Moloka'i by Alan Brennert

From the first leg lesion in 1891 to kidney failure in 1970, Moloka'i offers the reader a morbidly fascinating if plodding account of a single wretched life spent in a leprosy colony.

Gentle Reader, allow me to spare you a day of bleak reading by summarizing the plot:

Little Rachel is a simple child of Hawaii, and her mother and father dote on her, but when she gets a rose-colored sore on her leg she gets shipped off to the Hawaiian leprosy colony in Moloka'i, where she is reared by nervous Catholic nuns who tend to throw up after changing bandages.

Rachel gets to live a long, long life, which means the book has almost 400 pages.

Maybe it didn't help that we're housebound right now--the roads are slick with ice, we only have two hotdogs and ten boxes of diet hot chocolate and one can of tomato soup left in the pantry, because we're wearily dieting this month--but this book made me so depressed that when Kate came down (still in her pajamas at two in the afternoon) to get some hot tea I confessed I felt (illogically) like a member of the Donner Party, and her eyes grew big and she jumped back! And I said, "Oh, I only mean I have cabin fever and I hate winter and there's nothing to eat," and she said, nervously I thought, "Well, there's the cat," and pointed out old Vincent, eating kibble from his little dish...

"I loathe leprosy symptoms! I hate winter!" I said, and thought how I should put on my (ripped) Russian coat and walk out into the ten-degree bleak afternoon, but Rachel and her lesions would just follow me. I can't shake her loose.

I promised a sort-of plot, so here it is, a Cliff's Notes version: Rachel goes to the infamous leper colony in 1891 and remains there until in the early 1950s the sulfa treatment that ultimately contains and weakens what is now known as Hansen's Disease cures her enough to leave at last. She's met and married a nice man who has leprosy of the eye, poor Godforsaken fellow, and they've had a child who got (naturally) taken away from them the day she was born.

Rachel sees the following innovations come to their colony over the years: moving pictures, aeroplanes, gramophones, electricity. She gets to experience World War I, the Depression, Pearl Harbor, the invention of the Hula dance, a great tsunami, and the eventual arrest of her disease via sulfa drugs.

She gets sprung from the island when she's cured in chapter 958, rides in an aeroplane, and finds her daughter.

The End.

Please: spare yourself.

I'm sorry if this review is poorly written. Brennert's dull, lifeless prose style is still clanging in my head.

I'm now going downstairs to make more hot chocolate and get a nice murder mystery to read.

B&N link

4 comments:

Anonymous said...

Oh, you pooor things...

It couldn't have been all bad. Just think--it was Hawaii--the weather must have been grand!

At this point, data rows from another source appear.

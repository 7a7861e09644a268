//! Power sequencer devices.
//!
//! The UCD90160 and UCD90320 share one PMBus driver and differ mainly in
//! their GPIO pin maps, so the shared behavior lives in [`Ucd90x`] and the
//! two device types wrap it, adding their own GPIO formatting for fault
//! debug data.

use crate::rail::Rail;
use crate::Error;
use pmbus::{FileKind, Pmbus};
use regex::Regex;
use services::{AdditionalData, Services};
use std::collections::BTreeMap;
use std::sync::OnceLock;
use types::format_list;

/// Error name logged when a rail-level pgood fault is identified.
pub const POWER_SEQUENCER_VOLTAGE_FAULT: &str =
    "xyz.openbmc_project.Power.Error.PowerSequencerVoltageFault";

/// A programmable power sequencer device.
pub trait PowerSequencerDevice: Send {
    fn name(&self) -> &str;

    /// Rails in power-on sequence order.
    fn rails(&self) -> &[Rail];

    fn is_open(&self) -> bool;
    fn open(&mut self, services: &mut dyn Services) -> Result<(), Error>;
    fn close(&mut self);

    /// Asserts the device's power enable.
    fn power_on(&mut self, services: &mut dyn Services) -> Result<(), Error>;

    /// Deasserts the device's power enable.
    fn power_off(&mut self, services: &mut dyn Services) -> Result<(), Error>;

    /// Reads the device's power-good signal.
    fn power_good(&mut self, services: &mut dyn Services) -> Result<bool, Error>;

    /// Reads all GPIO values from the device in one call.
    fn gpio_values(&self, services: &mut dyn Services) -> Result<Vec<u8>, Error>;

    fn status_word(&self, page: u8) -> Result<u16, Error>;
    fn status_vout(&self, page: u8) -> Result<u8, Error>;
    fn read_vout(&self, page: u8) -> Result<f64, Error>;
    fn vout_uv_fault_limit(&self, page: u8) -> Result<f64, Error>;

    /// Called once before fault detection so caches can be rebuilt.
    fn prepare_for_pgood_fault_detection(
        &mut self,
        services: &mut dyn Services,
    ) -> Result<(), Error> {
        let _ = services;
        Ok(())
    }

    /// Stores device-level debug data after a fault was identified. Must not
    /// fail; missing debug data must not interrupt fault handling.
    fn store_pgood_fault_debug_data(
        &self,
        services: &mut dyn Services,
        gpio_values: &[u8],
        additional_data: &mut AdditionalData,
    ) {
        additional_data.insert("DEVICE_NAME".to_string(), self.name().to_string());
        store_gpio_values_plain(self.name(), services, gpio_values, additional_data);
    }

    /// Identifies the rail with a pgood fault, if any.
    ///
    /// Returns the error name to log, or an empty string when no fault could
    /// be identified.
    fn find_pgood_fault(
        &mut self,
        services: &mut dyn Services,
        power_supply_error: &str,
        additional_data: &mut AdditionalData,
    ) -> Result<String, Error>;
}
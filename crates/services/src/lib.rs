//! System-services facade.
//!
//! Everything the power core needs from the rest of the BMC goes through the
//! [`Services`] trait: journal logging, structured error events, hardware
//! presence, GPIO access, VPD, PMBus adapter creation, chassis status
//! monitoring, and sensor publication. The host implementation talks to the
//! real services; the `sim` crate provides a scripted implementation for
//! tests and `--sim` runs.

use pmbus::Pmbus;
use sensors::Sensors;
use std::collections::BTreeMap;
use thiserror::Error;
use types::Severity;

#[cfg(target_os = "linux")]
mod gpio;
#[cfg(target_os = "linux")]
mod host;
#[cfg(target_os = "linux")]
pub use host::HostServices;

/// Additional data attached to a logged error event.
pub type AdditionalData = BTreeMap<String, String>;

/// Facade-layer failure.
#[derive(Debug, Clone, Error)]
pub enum ServicesError {
    #[error("Unable to determine presence of {inventory_path}: {description}")]
    Presence {
        inventory_path: String,
        description: String,
    },

    #[error("Unable to read GPIO chip {chip_label}: {description}")]
    GpioChip {
        chip_label: String,
        description: String,
    },

    #[error("Unable to access GPIO line {line_name}: {description}")]
    GpioLine {
        line_name: String,
        description: String,
    },

    #[error("Unable to read VPD keyword {keyword} of {inventory_path}: {description}")]
    Vpd {
        inventory_path: String,
        keyword: String,
        description: String,
    },

    #[error("D-Bus error: {0}")]
    DBus(String),
}

bitflags::bitflags! {
    /// Which chassis status properties are monitored.
    #[derive(Debug, Clone, Copy, PartialEq, Eq)]
    pub struct MonitorOptions: u8 {
        const PRESENCE           = 0x01;
        const AVAILABILITY       = 0x02;
        const POWER_STATE        = 0x04;
        const INPUT_POWER        = 0x08;
        const POWER_GOOD         = 0x10;
        const POWER_SUPPLY_POWER = 0x20;
    }
}

/// Reader of the upstream chassis status properties.
///
/// This is the only reader of presence/availability/enablement/input-power
/// state for a chassis; the power core owns the power state and power good
/// properties itself.
pub trait ChassisStatusMonitor: Send {
    fn chassis_number(&self) -> usize;
    fn is_present(&self) -> Result<bool, ServicesError>;
    fn is_available(&self) -> Result<bool, ServicesError>;
    fn is_enabled(&self) -> Result<bool, ServicesError>;
    fn is_input_power_good(&self) -> Result<bool, ServicesError>;
    fn is_power_supplies_power_good(&self) -> Result<bool, ServicesError>;
}

/// Interface to system services.
pub trait Services: Send {
    /// Logs an informational message in the journal.
    fn log_info(&mut self, message: &str);

    /// Logs an error message in the journal.
    fn log_error(&mut self, message: &str);

    /// Logs an error event with severity and additional data.
    ///
    /// Failures to log are swallowed after writing a journal message; error
    /// logging must never take down the caller.
    fn log_event(&mut self, message: &str, severity: Severity, additional_data: AdditionalData);

    /// Returns whether the hardware at the inventory path is present.
    fn is_present(&mut self, inventory_path: &str) -> Result<bool, ServicesError>;

    /// Reads all line values of the GPIO chip with the given label in one
    /// call, indexed by line offset.
    fn gpio_values(&mut self, chip_label: &str) -> Result<Vec<u8>, ServicesError>;

    /// Reads the value of one named GPIO line.
    fn read_gpio(&mut self, line_name: &str) -> Result<u8, ServicesError>;

    /// Drives one named GPIO line.
    fn set_gpio(&mut self, line_name: &str, value: u8) -> Result<(), ServicesError>;

    /// Returns the value of a VPD keyword for the given hardware.
    fn vpd_value(&mut self, inventory_path: &str, keyword: &str)
        -> Result<Vec<u8>, ServicesError>;

    /// Creates a PMBus adapter for a device bound to a PMBus driver.
    fn create_pmbus(
        &mut self,
        bus: u8,
        address: u16,
        driver_name: &str,
        instance: usize,
    ) -> Box<dyn Pmbus>;

    /// Creates a status monitor for one chassis.
    fn create_status_monitor(
        &mut self,
        chassis_number: usize,
        inventory_path: &str,
        options: MonitorOptions,
    ) -> Box<dyn ChassisStatusMonitor>;

    /// Sensor publication service.
    fn sensors(&mut self) -> &mut dyn Sensors;
}

#[cfg(test)]
mod tests {
    use super::*;

    #[test]
    fn test_monitor_options() {
        let options = MonitorOptions::all() & !MonitorOptions::POWER_STATE;
        assert!(options.contains(MonitorOptions::PRESENCE));
        assert!(!options.contains(MonitorOptions::POWER_STATE));
    }
}
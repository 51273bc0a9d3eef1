//! Plumbing shared by the three binaries: common flags, logging setup and
//! report output.

use std::time::Duration;

use clap::{Args, ValueEnum, builder::RangedU64ValueParser};
use tracing_subscriber::{EnvFilter, layer::SubscriberExt, util::SubscriberInitExt};

use crate::{
    config::InvokerConfig,
    error::Result,
    report::{JsonReporter, Reporter, RunReport, StdoutReporter},
};

/// Upper bound accepted for `--threads`.
pub const MAX_CONCURRENCY: u64 = 65_536;

/// Parser for `--threads`: rejects 0 and anything above [`MAX_CONCURRENCY`].
pub fn concurrency() -> RangedU64ValueParser<usize> {
    RangedU64ValueParser::new().range(1..=MAX_CONCURRENCY)
}

#[derive(Clone, Copy, Debug, Default, PartialEq, Eq, ValueEnum)]
pub enum ReportFormat {
    #[default]
    Text,
    Json,
}

/// Flags every tool accepts.
#[derive(Args, Debug, Clone)]
pub struct CommonArgs {
    /// Per-request timeout in seconds
    #[arg(long, env = "FHIRLOAD_TIMEOUT_SECS", default_value_t = 30)]
    pub timeout_secs: u64,

    /// Final report format
    #[arg(long, env = "FHIRLOAD_REPORT", value_enum, default_value_t = ReportFormat::Text)]
    pub report: ReportFormat,
}

impl CommonArgs {
    pub fn invoker_config(&self, base_url: &str, bearer_token: Option<String>) -> InvokerConfig {
        InvokerConfig::builder()
            .base_url(base_url)
            .bearer_token(bearer_token.filter(|token| !token.is_empty()))
            .timeout(Duration::from_secs(self.timeout_secs))
            .build()
    }

    pub async fn emit(&self, report: &RunReport) -> Result<()> {
        match self.report {
            ReportFormat::Text => StdoutReporter.report(report).await,
            ReportFormat::Json => JsonReporter.report(report).await,
        }
    }
}

/// Logs go to stderr, filtered by `RUST_LOG` (default `info`).
pub fn init_tracing() {
    tracing_subscriber::registry()
        .with(EnvFilter::try_from_default_env().unwrap_or_else(|_| EnvFilter::new("info")))
        .with(tracing_subscriber::fmt::layer().with_writer(std::io::stderr))
        .init();
}
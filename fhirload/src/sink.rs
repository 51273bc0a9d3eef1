use std::path::{Path, PathBuf};

use tokio::{
    fs::File,
    io::{AsyncWriteExt, BufWriter},
};

use crate::error::{Error, Result};

/// File name of worker `worker`'s partition inside the output directory.
pub fn partition_file_name(worker: usize) -> String {
    format!("worker_{worker}_output.ndjson")
}

/// NDJSON file owned by exactly one worker for its whole lifetime.
///
/// Partitions are never shared, so writes need no locking.
#[derive(Debug)]
pub struct OutputPartition {
    path: PathBuf,
    writer: BufWriter<File>,
    records: u64,
}

impl OutputPartition {
    /// Creates (or truncates) the partition of `worker` in `dir`.
    pub async fn create(dir: &Path, worker: usize) -> Result<Self> {
        let path = dir.join(partition_file_name(worker));
        let file = File::create(&path).await.map_err(|source| Error::Sink {
            path: path.clone(),
            source,
        })?;
        Ok(Self {
            path,
            writer: BufWriter::new(file),
            records: 0,
        })
    }

    /// Appends `body` followed by a newline.
    pub async fn append(&mut self, body: &[u8]) -> Result<()> {
        self.write(body).await.map_err(|source| Error::Sink {
            path: self.path.clone(),
            source,
        })?;
        self.records += 1;
        Ok(())
    }

    async fn write(&mut self, body: &[u8]) -> std::io::Result<()> {
        self.writer.write_all(body).await?;
        self.writer.write_all(b"\n").await
    }

    /// Flushes buffered records. Returns how many were written.
    pub async fn finish(mut self) -> Result<u64> {
        self.writer.flush().await.map_err(|source| Error::Sink {
            path: self.path.clone(),
            source,
        })?;
        Ok(self.records)
    }

    pub fn path(&self) -> &Path {
        &self.path
    }
}

/// Creates the output directory and one partition per worker.
pub async fn create_partitions(dir: &Path, workers: usize) -> Result<Vec<OutputPartition>> {
    tokio::fs::create_dir_all(dir)
        .await
        .map_err(|e| Error::io(dir, e))?;
    let mut partitions = Vec::with_capacity(workers);
    for worker in 0..workers {
        partitions.push(OutputPartition::create(dir, worker).await?);
    }
    Ok(partitions)
}
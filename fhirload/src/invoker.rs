use std::{future::Future, time::Instant};

use reqwest::{
    Client, RequestBuilder, Url,
    header::{AUTHORIZATION, CONTENT_TYPE},
};

use crate::{
    config::InvokerConfig,
    error::Result,
    outcome::{FailureReason, Invocation, Outcome},
    task::WorkItem,
};

/// Content type of every payload sent to the server.
pub const FHIR_JSON: &str = "application/fhir+json";

/// Performs exactly one call per [`WorkItem`] and classifies the result.
///
/// Invokers never fail: request construction errors and transport errors are
/// folded into [`Outcome::Failure`], so an executor can always account for the item.
///
/// # Example
/// ```rust
/// use fhirload::{Invocation, Invoker, Outcome, WorkItem};
/// use std::time::Duration;
///
/// struct AlwaysCreated;
///
/// impl Invoker for AlwaysCreated {
///     async fn invoke(&self, item: &WorkItem) -> Invocation {
///         Invocation::new(item.index, Outcome::Success(201), Duration::ZERO)
///     }
/// }
/// ```
pub trait Invoker: Send + Sync {
    fn invoke(&self, item: &WorkItem) -> impl Future<Output = Invocation> + Send;
}

/// [`Invoker`] backed by a shared `reqwest` client.
///
/// Build it once per run: the client holds the connection pool.
#[derive(Clone, Debug)]
pub struct HttpInvoker {
    client: Client,
    config: InvokerConfig,
}

impl HttpInvoker {
    pub fn new(config: InvokerConfig) -> Result<Self> {
        let client = Client::builder().timeout(config.timeout).build()?;
        Ok(Self { client, config })
    }

    pub fn config(&self) -> &InvokerConfig {
        &self.config
    }

    fn request(&self, item: &WorkItem) -> std::result::Result<RequestBuilder, FailureReason> {
        let raw = item.target.url(&self.config.base_url);
        let url = Url::parse(&raw)
            .map_err(|e| FailureReason::InvalidRequest(format!("{raw}: {e}")))?;

        let mut request = self.client.request(item.target.method(), url);
        if let Some(payload) = &item.payload {
            request = request
                .header(CONTENT_TYPE, FHIR_JSON)
                .body(payload.clone());
        }
        if let Some(token) = &self.config.bearer_token {
            if item.target.sends_auth() {
                request = request.header(AUTHORIZATION, format!("Bearer {token}"));
            }
        }
        Ok(request)
    }

    async fn call(&self, item: &WorkItem) -> (Outcome, Option<bytes::Bytes>) {
        let request = match self.request(item) {
            Ok(request) => request,
            Err(reason) => return (Outcome::Failure(reason), None),
        };

        let response = match request.send().await {
            Ok(response) => response,
            Err(e) if e.is_builder() => {
                return (
                    Outcome::Failure(FailureReason::InvalidRequest(e.to_string())),
                    None,
                );
            }
            Err(e) => return (Outcome::Failure(FailureReason::Transport(e.to_string())), None),
        };

        let outcome = Outcome::classify(response.status().as_u16());
        if !outcome.is_success() {
            tracing::debug!("{} answered {}", response.url(), response.status());
            return (outcome, None);
        }
        if !item.target.keeps_body() {
            return (outcome, None);
        }
        match response.bytes().await {
            Ok(body) => (outcome, Some(body)),
            Err(e) => (
                Outcome::Failure(FailureReason::Transport(format!("reading body: {e}"))),
                None,
            ),
        }
    }
}

impl Invoker for HttpInvoker {
    async fn invoke(&self, item: &WorkItem) -> Invocation {
        let start = Instant::now();
        let (outcome, body) = self.call(item).await;
        let invocation = Invocation::new(item.index, outcome, start.elapsed());
        match body {
            Some(body) => invocation.with_body(body),
            None => invocation,
        }
    }
}
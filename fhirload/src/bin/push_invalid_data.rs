use std::{path::PathBuf, sync::Arc, time::Instant};

use clap::Parser;
use fhirload::{
    FanOutExecutor, HttpInvoker,
    cli::{self, CommonArgs},
    files,
    report::{ReportKind, RunReport},
};

/// POST invalid resources and check that the server rejects them with a 4xx.
///
/// Any other failure (5xx, unreachable server) means the server or the setup is
/// broken: the run stops at the offending file without a report.
#[derive(Parser, Debug)]
#[command(name = "push-invalid-data", version)]
struct Cli {
    /// Base URL of the FHIR server
    #[arg(long, env = "FHIR_SERVER_URL")]
    server_url: String,

    /// Comma-separated list of NDJSON files to process,
    /// e.g. invalid-data/Condition.ndjson,invalid-data/Encounter.ndjson
    #[arg(long, env = "FHIRLOAD_FILES", value_delimiter = ',', required = true)]
    files: Vec<PathBuf>,

    /// Number of concurrent requests within a single file
    #[arg(long, env = "FHIRLOAD_THREADS", default_value_t = 1, value_parser = cli::concurrency())]
    threads: usize,

    #[command(flatten)]
    common: CommonArgs,
}

#[tokio::main]
async fn main() -> anyhow::Result<()> {
    cli::init_tracing();
    let cli = Cli::parse();

    // Probes are never authenticated.
    let invoker = Arc::new(HttpInvoker::new(
        cli.common.invoker_config(&cli.server_url, None),
    )?);
    let executor = FanOutExecutor::builder().ceiling(cli.threads).build();

    let start = Instant::now();
    let totals = files::probe_files(&cli.files, invoker, &executor).await?;

    let report = RunReport::new(ReportKind::Probe, &totals, start.elapsed());
    cli.common.emit(&report).await?;
    Ok(())
}
use std::sync::Arc;

use typed_builder::TypedBuilder;

use crate::{
    aggregate::{Aggregator, Counters},
    error::Result,
    executor::{Executor, FailurePolicy},
    invoker::Invoker,
    task::WorkItem,
};

/// Everything an [`Executor`] needs to run one batch: the items, the invoker
/// that executes them and the aggregator that counts the outcomes.
///
/// ```rust,no_run
/// # async fn demo() -> fhirload::Result<()> {
/// use std::sync::Arc;
/// use fhirload::{Batch, FanOutExecutor, HttpInvoker, InvokerConfig, task};
///
/// let invoker = HttpInvoker::new(InvokerConfig::builder().base_url("http://localhost:8080/fhir").build())?;
/// let counters = Batch::builder()
///     .name("Patient")
///     .items(task::upload_items("Patient", r#"{"id":"p1"}"#))
///     .invoker(Arc::new(invoker))
///     .build()
///     .run(&FanOutExecutor::builder().ceiling(2).build())
///     .await?;
/// println!("{} uploaded", counters.succeeded);
/// # Ok(())
/// # }
/// ```
#[derive(TypedBuilder)]
pub struct Batch<I: Invoker> {
    #[builder(setter(into))]
    pub name: String,
    pub items: Vec<WorkItem>,
    pub invoker: Arc<I>,
    /// Pass a clone of an existing aggregator to observe the counters even when
    /// the batch ends in an error.
    #[builder(default)]
    pub aggregator: Aggregator,
    #[builder(default)]
    pub policy: FailurePolicy,
}

impl<I: Invoker + 'static> Batch<I> {
    pub async fn run<E: Executor>(self, executor: &E) -> Result<Counters> {
        executor.exec(self).await
    }
}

And before you eat the cat, consider mail-order specialty food from the internet--the mailman delivers in all sorts of weather.

I think they have to.

Jackie said...

I just had a nice hot dog that was cooked over the (roaring) fire, followed by a s'more (flaming marshmallow!)

So maybe Vincent will be spared.

Oh, yeah, and I forgot: the author also mentioned the new dance craze in Hawaii, the Hulu...

lizardek said...

Hahaaa!! I wish you'd read more books you loathe and review them here...that was AWESOME!

Jackie said...

Hey, hi!

I do plan to review more books I loathe. Those are my favorite reviews, actually!